Saved data entries
:::::

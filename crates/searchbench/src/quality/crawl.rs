//! Crawl quality heuristics

use super::extract::score_extract_content;
use crate::types::{CrawlOptions, CrawlResponse};
use ahash::{AHashSet, RandomState};
use serde::{Deserialize, Serialize};
use std::hash::BuildHasher;

const COVERAGE_WEIGHT: f64 = 0.30;
const PAGE_QUALITY_WEIGHT: f64 = 0.35;
const CONSISTENCY_WEIGHT: f64 = 0.15;
const UNIQUENESS_WEIGHT: f64 = 0.20;

/// Characters of normalized content used as a page fingerprint
const FINGERPRINT_PREFIX_CHARS: usize = 500;

#[derive(Debug, Clone, PartialEq, Serialize, Deserialize)]
pub struct CrawlQualityScore {
    pub overall: f64,
    /// Pages returned relative to the page budget
    pub coverage: f64,
    /// Mean extraction score of the pages
    pub page_quality: f64,
    /// Penalizes wildly varying page lengths
    pub consistency: f64,
    pub uniqueness: f64,
    /// Share of pages whose fingerprint was already seen
    pub duplicate_ratio: f64,
    pub page_count: usize,
}

fn fingerprint(state: &RandomState, content: &str) -> u64 {
    let normalized: String = content
        .split_whitespace()
        .flat_map(|w| w.chars().chain(std::iter::once(' ')))
        .take(FINGERPRINT_PREFIX_CHARS)
        .flat_map(char::to_lowercase)
        .collect();
    state.hash_one(normalized)
}

fn consistency_score(lengths: &[f64]) -> f64 {
    if lengths.len() < 2 {
        return 100.0;
    }

    let n = lengths.len() as f64;
    let mean = lengths.iter().sum::<f64>() / n;
    if mean == 0.0 {
        return 0.0;
    }
    let variance = lengths.iter().map(|l| (l - mean).powi(2)).sum::<f64>() / n;
    let coefficient_of_variation = variance.sqrt() / mean;

    100.0 * (1.0 - coefficient_of_variation.min(1.0))
}

/// Score a crawl against the page budget in `options`
pub fn score_crawl_response(response: &CrawlResponse, options: &CrawlOptions) -> CrawlQualityScore {
    let page_count = response.pages.len();
    if page_count == 0 {
        return CrawlQualityScore {
            overall: 0.0,
            coverage: 0.0,
            page_quality: 0.0,
            consistency: 0.0,
            uniqueness: 0.0,
            duplicate_ratio: 0.0,
            page_count: 0,
        };
    }

    let coverage = match options.max_pages {
        Some(max) if max > 0 => (page_count as f64 / max as f64).min(1.0) * 100.0,
        _ => 100.0,
    };

    let page_quality = response
        .pages
        .iter()
        .map(|p| score_extract_content(&p.content, &[]).overall)
        .sum::<f64>()
        / page_count as f64;

    let lengths: Vec<f64> = response.pages.iter().map(|p| p.content.chars().count() as f64).collect();
    let consistency = consistency_score(&lengths);

    let state = RandomState::new();
    let unique: AHashSet<u64> = response
        .pages
        .iter()
        .map(|p| fingerprint(&state, &p.content))
        .collect();
    let uniqueness = unique.len() as f64 / page_count as f64 * 100.0;
    let duplicate_ratio = 1.0 - unique.len() as f64 / page_count as f64;

    let overall = coverage * COVERAGE_WEIGHT
        + page_quality * PAGE_QUALITY_WEIGHT
        + consistency * CONSISTENCY_WEIGHT
        + uniqueness * UNIQUENESS_WEIGHT;

    CrawlQualityScore {
        overall: overall.clamp(0.0, 100.0),
        coverage,
        page_quality,
        consistency,
        uniqueness,
        duplicate_ratio,
        page_count,
    }
}
//! Test doubles for providers and scoring services
//!
//! These are deterministic, in-process stand-ins used by the crate's own tests and
//! available to downstream integration tests.

use crate::provider::{CallContext, Provider};
use crate::quality::{EmbeddingRequest, EmbeddingService, Reranker};
use crate::types::{
    CapabilitySet, CrawlOptions, CrawlResponse, CrawledPage, ExtractOptions, ExtractResponse, OperationType,
    SearchHit, SearchOptions, SearchResponse, Usage,
};
use crate::{Error, Result};
use async_trait::async_trait;
use parking_lot::Mutex;
use std::collections::VecDeque;
use std::sync::atomic::{AtomicUsize, Ordering};
use std::time::Duration;
use tokio_util::sync::CancellationToken;

const DEFAULT_RESULTS: usize = 5;
const DEFAULT_CRAWL_PAGES: usize = 3;

/// What a single [`MockProvider`] attempt does
#[derive(Debug, Clone, PartialEq)]
pub enum MockBehavior {
    Succeed,
    /// Fail with a structured HTTP error
    FailHttp(u16),
    /// Fail with an opaque provider error
    FailWith(String),
    Panic,
    /// Never complete; only a deadline or cancellation ends the call
    Hang,
}

/// Scriptable provider that records how it was called
///
/// Every operation goes through `ctx.retry`, so each retry attempt consumes one
/// scripted behavior. When the script is empty the default behavior applies.
pub struct MockProvider {
    name: String,
    capabilities: CapabilitySet,
    latency: Duration,
    usage: Usage,
    default_behavior: MockBehavior,
    script: Mutex<VecDeque<MockBehavior>>,
    setup_error: Option<String>,
    crawl_pages: Option<usize>,
    calls: AtomicUsize,
    in_flight: AtomicUsize,
    max_in_flight: AtomicUsize,
    setup_calls: AtomicUsize,
    teardown_calls: AtomicUsize,
    operations: Mutex<Vec<(OperationType, String)>>,
    last_search_options: Mutex<Option<SearchOptions>>,
}

struct InFlightGuard<'a>(&'a AtomicUsize);

impl Drop for InFlightGuard<'_> {
    fn drop(&mut self) {
        self.0.fetch_sub(1, Ordering::SeqCst);
    }
}

impl MockProvider {
    pub fn new(name: impl Into<String>) -> Self {
        Self {
            name: name.into(),
            capabilities: CapabilitySet::all_native(),
            latency: Duration::ZERO,
            usage: Usage::default(),
            default_behavior: MockBehavior::Succeed,
            script: Mutex::new(VecDeque::new()),
            setup_error: None,
            crawl_pages: None,
            calls: AtomicUsize::new(0),
            in_flight: AtomicUsize::new(0),
            max_in_flight: AtomicUsize::new(0),
            setup_calls: AtomicUsize::new(0),
            teardown_calls: AtomicUsize::new(0),
            operations: Mutex::new(Vec::new()),
            last_search_options: Mutex::new(None),
        }
    }

    pub fn with_capabilities(mut self, capabilities: CapabilitySet) -> Self {
        self.capabilities = capabilities;
        self
    }

    /// Simulated time spent inside each attempt
    pub fn with_latency(mut self, latency: Duration) -> Self {
        self.latency = latency;
        self
    }

    pub fn with_usage(mut self, usage: Usage) -> Self {
        self.usage = usage;
        self
    }

    pub fn with_default_behavior(mut self, behavior: MockBehavior) -> Self {
        self.default_behavior = behavior;
        self
    }

    /// Behaviors consumed one per attempt, before falling back to the default
    pub fn with_script(self, script: impl IntoIterator<Item = MockBehavior>) -> Self {
        self.script.lock().extend(script);
        self
    }

    pub fn with_failing_setup(mut self, message: impl Into<String>) -> Self {
        self.setup_error = Some(message.into());
        self
    }

    /// Return exactly `pages` pages from every crawl, ignoring the page budget
    pub fn with_crawl_pages(mut self, pages: usize) -> Self {
        self.crawl_pages = Some(pages);
        self
    }

    /// Attempts made across all operations, retries included
    pub fn call_count(&self) -> usize {
        self.calls.load(Ordering::SeqCst)
    }

    /// Highest number of attempts observed running at once
    pub fn max_in_flight(&self) -> usize {
        self.max_in_flight.load(Ordering::SeqCst)
    }

    pub fn setup_calls(&self) -> usize {
        self.setup_calls.load(Ordering::SeqCst)
    }

    pub fn teardown_calls(&self) -> usize {
        self.teardown_calls.load(Ordering::SeqCst)
    }

    /// Every attempt as (operation, input), in call order
    pub fn operations(&self) -> Vec<(OperationType, String)> {
        self.operations.lock().clone()
    }

    pub fn last_search_options(&self) -> Option<SearchOptions> {
        self.last_search_options.lock().clone()
    }

    async fn attempt(&self, operation: OperationType, input: &str) -> Result<()> {
        self.calls.fetch_add(1, Ordering::SeqCst);
        let now = self.in_flight.fetch_add(1, Ordering::SeqCst) + 1;
        self.max_in_flight.fetch_max(now, Ordering::SeqCst);
        let _guard = InFlightGuard(&self.in_flight);

        self.operations.lock().push((operation, input.to_string()));
        let behavior = self
            .script
            .lock()
            .pop_front()
            .unwrap_or_else(|| self.default_behavior.clone());

        if !self.latency.is_zero() {
            tokio::time::sleep(self.latency).await;
        }

        match behavior {
            MockBehavior::Succeed => Ok(()),
            MockBehavior::FailHttp(status) => Err(Error::Http {
                status,
                message: format!("mock status {}", status),
                retry_after: None,
            }),
            MockBehavior::FailWith(message) => Err(Error::provider(&self.name, message)),
            MockBehavior::Panic => panic!("mock provider '{}' panicked", self.name),
            MockBehavior::Hang => std::future::pending::<Result<()>>().await,
        }
    }

    async fn run(&self, ctx: &CallContext, operation: OperationType, input: &str) -> Result<()> {
        ctx.retry
            .do_with_retry(&ctx.cancel, |_| self.attempt(operation, input))
            .await
    }
}

#[async_trait]
impl Provider for MockProvider {
    fn name(&self) -> &str {
        &self.name
    }

    fn capabilities(&self) -> CapabilitySet {
        self.capabilities
    }

    async fn search(&self, ctx: &CallContext, query: &str, options: &SearchOptions) -> Result<SearchResponse> {
        *self.last_search_options.lock() = Some(options.clone());
        self.run(ctx, OperationType::Search, query).await?;

        let count = options.max_results.unwrap_or(DEFAULT_RESULTS);
        let results = (0..count)
            .map(|i| {
                SearchHit::new(
                    format!("{} result {}", query, i + 1),
                    format!("https://site{}.example.com/{}", i % 3, i),
                    format!("A page about {}", query),
                )
            })
            .collect();

        Ok(SearchResponse {
            results,
            usage: self.usage,
            provider_latency: Some(self.latency),
        })
    }

    async fn extract(&self, ctx: &CallContext, url: &str, _options: &ExtractOptions) -> Result<ExtractResponse> {
        self.run(ctx, OperationType::Extract, url).await?;

        Ok(ExtractResponse {
            url: url.to_string(),
            content: format!(
                "# Extracted\n\nContent of {} rendered by {}. {}",
                url,
                self.name,
                "The body has a few sentences of text. ".repeat(8)
            ),
            title: Some("Extracted".to_string()),
            usage: self.usage,
            provider_latency: Some(self.latency),
        })
    }

    async fn crawl(&self, ctx: &CallContext, url: &str, options: &CrawlOptions) -> Result<CrawlResponse> {
        self.run(ctx, OperationType::Crawl, url).await?;

        let count = self
            .crawl_pages
            .or(options.max_pages)
            .unwrap_or(DEFAULT_CRAWL_PAGES);
        let pages = (0..count)
            .map(|i| {
                CrawledPage::new(
                    format!("{}/page-{}", url.trim_end_matches('/'), i),
                    format!("# Page {}\n\nDistinct body for page number {} of the crawl.", i, i),
                    usize::from(i > 0),
                )
            })
            .collect();

        Ok(CrawlResponse {
            pages,
            usage: self.usage,
            provider_latency: Some(self.latency),
        })
    }

    async fn setup(&self) -> Result<()> {
        self.setup_calls.fetch_add(1, Ordering::SeqCst);
        match &self.setup_error {
            Some(message) => Err(Error::provider(&self.name, message.clone())),
            None => Ok(()),
        }
    }

    async fn teardown(&self) -> Result<()> {
        self.teardown_calls.fetch_add(1, Ordering::SeqCst);
        Ok(())
    }
}

/// Deterministic bag-of-characters embeddings
#[derive(Debug, Default)]
pub struct MockEmbeddingService {
    dimensions: usize,
    fail: bool,
    hang: bool,
    calls: AtomicUsize,
    texts: AtomicUsize,
}

impl MockEmbeddingService {
    pub fn new(dimensions: usize) -> Self {
        Self {
            dimensions: dimensions.max(1),
            ..Default::default()
        }
    }

    /// Service whose every call fails
    pub fn failing() -> Self {
        Self {
            dimensions: 1,
            fail: true,
            ..Default::default()
        }
    }

    /// Service that never answers and ignores cancellation
    pub fn hanging() -> Self {
        Self {
            dimensions: 1,
            hang: true,
            ..Default::default()
        }
    }

    pub fn call_count(&self) -> usize {
        self.calls.load(Ordering::SeqCst)
    }

    /// Texts embedded across all calls
    pub fn texts_embedded(&self) -> usize {
        self.texts.load(Ordering::SeqCst)
    }

    fn vectorize(&self, text: &str) -> Vec<f32> {
        let mut vector = vec![0.0f32; self.dimensions];
        for c in text.to_lowercase().chars().filter(|c| c.is_alphanumeric()) {
            vector[c as usize % self.dimensions] += 1.0;
        }
        vector
    }
}

#[async_trait]
impl EmbeddingService for MockEmbeddingService {
    fn name(&self) -> &str {
        "mock-embeddings"
    }

    async fn embed(&self, _cancel: &CancellationToken, request: &EmbeddingRequest) -> Result<Vec<Vec<f32>>> {
        self.calls.fetch_add(1, Ordering::SeqCst);
        if self.fail {
            return Err(Error::Embedding("mock embedding service unavailable".to_string()));
        }
        if self.hang {
            std::future::pending::<()>().await;
        }
        self.texts.fetch_add(request.texts.len(), Ordering::SeqCst);
        Ok(request.texts.iter().map(|t| self.vectorize(t)).collect())
    }
}

/// Reranker returning a fixed relevance for every document
#[derive(Debug, Default)]
pub struct MockReranker {
    score: f64,
    fail: bool,
    calls: AtomicUsize,
}

impl MockReranker {
    pub fn constant(score: f64) -> Self {
        Self {
            score,
            ..Default::default()
        }
    }

    pub fn failing() -> Self {
        Self {
            fail: true,
            ..Default::default()
        }
    }

    pub fn call_count(&self) -> usize {
        self.calls.load(Ordering::SeqCst)
    }
}

#[async_trait]
impl Reranker for MockReranker {
    fn name(&self) -> &str {
        "mock-reranker"
    }

    async fn rerank(&self, _cancel: &CancellationToken, _query: &str, documents: &[String]) -> Result<Vec<f64>> {
        self.calls.fetch_add(1, Ordering::SeqCst);
        if self.fail {
            return Err(Error::Embedding("mock reranker unavailable".to_string()));
        }
        Ok(vec![self.score; documents.len()])
    }
}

:::::

Required work » From the records above, show each line that contains the word "once".

Solution below »
        .flat_map(|w| w.chars().chain(std::iter::once(' ')))
    /// Highest number of attempts observed running at once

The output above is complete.